Pour répondre complètement à la question, finalement je pense qu'il y a un maître mot qui manque : c'est la loyauté. On peut agir en justice, à condition de faire preuve, par delà tous les arguments qu'on s'échange, de loyauté.
Et dans cette affaire, tout le monde en manque. La seule personne qu'on pourrait peut-être sauver, c'est Madame Mathon, parce qu'elle agit avec tout sa naïveté et son bon sens.
Mais pour le reste, je vais prendre même Christian Ranucci. Il n'est pas loyal avec ses avocats, il ne leur dit pas qu'il a été voir son père. Donc comment peuvent-ils agir puisqu'il leur manque l'information principale qui explique tout : ses angoisses, le fait de se retrouver sur ces lieux précisément etc etc...

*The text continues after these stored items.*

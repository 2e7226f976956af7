//! Projectdesk command line client
//!
//! Signs in against the Projectdesk API and browses projects. Remembered
//! logins survive between runs in a sled cookie jar; other logins last for a
//! single invocation, the way session cookies end with the browser.

use anyhow::{bail, Context};
use api_client::{ApiClient, ApiClientConfig};
use app_state::auth::policy::AUTH_TOKEN_COOKIE;
use app_state::{
    AuthStore, Credentials, FetchOutcome, ProjectsStore, ResetPasswordParams, Session,
    StoreContext,
};
use clap::{Parser, Subcommand};
use serde_json::Value;
use std::sync::Arc;
use storage::{CookieStore, KvCookieConfig, KvCookieStore};
use tracing_subscriber::EnvFilter;

#[derive(Parser)]
#[command(name = "projectdesk")]
#[command(about = "Projectdesk CLI - Sign in and browse projects")]
#[command(version)]
struct Cli {
    /// Cookie jar location
    #[arg(long, env = "PROJECTDESK_COOKIE_PATH", default_value = "projectdesk_cookies.db")]
    cookie_path: String,

    #[command(subcommand)]
    command: Commands,
}

#[derive(Subcommand)]
enum Commands {
    /// Sign in with email and password
    Login {
        /// Account email
        email: String,

        /// Account password
        #[arg(long, env = "PROJECTDESK_PASSWORD", hide_env_values = true)]
        password: String,

        /// Keep the session for 30 days
        #[arg(long, conflicts_with = "forget")]
        remember: bool,

        /// Forget a previously remembered login
        #[arg(long)]
        forget: bool,
    },

    /// Sign out
    Logout,

    /// Show the signed-in user
    Whoami,

    /// Confirm an email address with the token from the verification mail
    VerifyEmail {
        /// Verification token
        token: String,
    },

    /// Request a password-reset email
    ForgotPassword {
        /// Account email
        email: String,
    },

    /// Set a new password with a reset token
    ResetPassword {
        /// Reset token
        token: String,

        /// New password
        #[arg(long, env = "PROJECTDESK_NEW_PASSWORD", hide_env_values = true)]
        password: String,
    },

    /// Show what a reset token refers to
    ResetTokenInfo {
        /// Reset token
        token: String,
    },

    /// Create an account from a JSON document
    Signup {
        /// Account fields as JSON, e.g. '{"email":"a@b.c","password":"pw"}'
        data: String,
    },

    /// Browse projects
    Projects {
        #[command(subcommand)]
        command: ProjectsCommand,
    },
}

#[derive(Subcommand)]
enum ProjectsCommand {
    /// List all projects
    List,

    /// Show one project
    Show {
        /// Project id
        id: String,
    },

    /// List a project's tasks
    Tasks {
        /// Project id
        id: String,

        /// Order by creation time, newest first
        #[arg(long)]
        newest_first: bool,
    },
}

fn init_tracing() {
    tracing_subscriber::fmt()
        .with_env_filter(
            EnvFilter::try_from_default_env().unwrap_or_else(|_| EnvFilter::new("warn")),
        )
        .with_writer(std::io::stderr)
        .init();
}

fn print_json(value: &impl serde::Serialize) -> anyhow::Result<()> {
    println!("{}", serde_json::to_string_pretty(value)?);
    Ok(())
}

/// Session as shown to the user: flags and profile, never the token
fn without_token(mut session: Session) -> Value {
    if let Some(user) = session.current_user.as_mut() {
        user.auth_token = None;
    }

    serde_json::json!({
        "currentUser": session.current_user,
        "verified": session.verified,
        "authenticated": session.authenticated,
        "isAdmin": session.ui.is_admin,
    })
}

fn report(outcome: FetchOutcome) -> anyhow::Result<()> {
    match outcome {
        FetchOutcome::Committed => Ok(()),
        FetchOutcome::NotCommitted { status } => bail!("server answered {} without content", status),
    }
}

/// Build the store context, presenting the stored token the way a browser
/// would send its cookie
fn context(cookie_path: &str) -> anyhow::Result<StoreContext> {
    let cookies = Arc::new(
        KvCookieStore::open(KvCookieConfig::new(cookie_path))
            .with_context(|| format!("opening cookie jar at {}", cookie_path))?,
    );

    let mut config = ApiClientConfig::from_env()?;
    if let Some(token) = cookies.get(AUTH_TOKEN_COOKIE) {
        config = config.with_header("Cookie", format!("{}={}", AUTH_TOKEN_COOKIE, token));
    }

    tracing::debug!(base_url = %config.base_url, "using API");
    let http = Arc::new(ApiClient::new(config)?);
    Ok(StoreContext::with_system_clock(http, cookies))
}

fn id_arg(raw: &str) -> app_state::EntityId {
    raw.parse::<i64>()
        .map(app_state::EntityId::Int)
        .unwrap_or_else(|_| app_state::EntityId::from(raw))
}

#[tokio::main]
async fn main() -> anyhow::Result<()> {
    if let Ok(path) = dotenvy::dotenv() {
        eprintln!("loaded environment from {}", path.display());
    }
    init_tracing();

    let cli = Cli::parse();
    let ctx = context(&cli.cookie_path)?;
    let auth = AuthStore::new(ctx.clone());

    match cli.command {
        Commands::Login {
            email,
            password,
            remember,
            forget,
        } => {
            let mut credentials = Credentials::new(email, password);
            if remember || forget {
                credentials = credentials.remember(remember);
            }
            auth.login(&credentials).await?;
            auth.verify_user(true, true).await?;
            print_json(&auth.current_user())
        }
        Commands::Logout => {
            auth.logout().await?;
            println!("signed out");
            Ok(())
        }
        Commands::Whoami => {
            auth.verify_user(true, false).await?;
            print_json(&without_token(auth.snapshot()))
        }
        Commands::VerifyEmail { token } => {
            auth.verify_user_email(&token).await?;
            println!("email verified");
            Ok(())
        }
        Commands::ForgotPassword { email } => {
            auth.forgot_password(&email).await?;
            println!("reset instructions sent to {}", email);
            Ok(())
        }
        Commands::ResetPassword { token, password } => {
            let response = auth
                .reset_password(&ResetPasswordParams { password, token })
                .await?;
            print_json(&response.data)
        }
        Commands::ResetTokenInfo { token } => {
            let response = auth.get_reset_token_info(&token).await?;
            print_json(&response.data)
        }
        Commands::Signup { data } => {
            let data: Value = serde_json::from_str(&data).context("signup data is not JSON")?;
            print_json(&auth.sign_up(&data).await?)
        }
        Commands::Projects { command } => {
            let projects = ProjectsStore::new(ctx);
            match command {
                ProjectsCommand::List => {
                    report(projects.get_projects().await?)?;
                    print_json(&projects.list())
                }
                ProjectsCommand::Show { id } => {
                    report(projects.get_project_by_id(id_arg(&id)).await?)?;
                    print_json(&projects.project())
                }
                ProjectsCommand::Tasks { id, newest_first } => {
                    let id = id_arg(&id);
                    if !newest_first {
                        report(projects.get_project_tasks(id).await?)?;
                        return print_json(&projects.project_tasks());
                    }

                    report(projects.get_project_by_id(id).await?)?;
                    let project = projects.project().context("no project returned")?;
                    print_json(&project.tasks_newest_first())
                }
            }
        }
    }
}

On peut l'expliquer, par sa jeunesse, par l'enfermement, le fait qu'il ne comprend pas la gravité des choses, mais pour moi, il manque d'une certaine loyauté, du coup sa défense est bancale. Bien sûr.
Les avocats, manque de loyauté parce qu'ils cachent la vérité à Ranucci, particulièrement après le procès, donc Ranucci ne peut plus réagir, parce qu'ils sont confrontés à un appareil judiciaire qui dans ce cas refuse tout bonnement d'instruire et qu'ils n'ont pas les moyens ou le courage, comme on veut, de l'affronter. C'est évident et Le Forsonney le reconnaît lui-même : aujourd'hui j'irais à l'affrontement. Lombard n'a pas voulu aller à l'affrontement non plus.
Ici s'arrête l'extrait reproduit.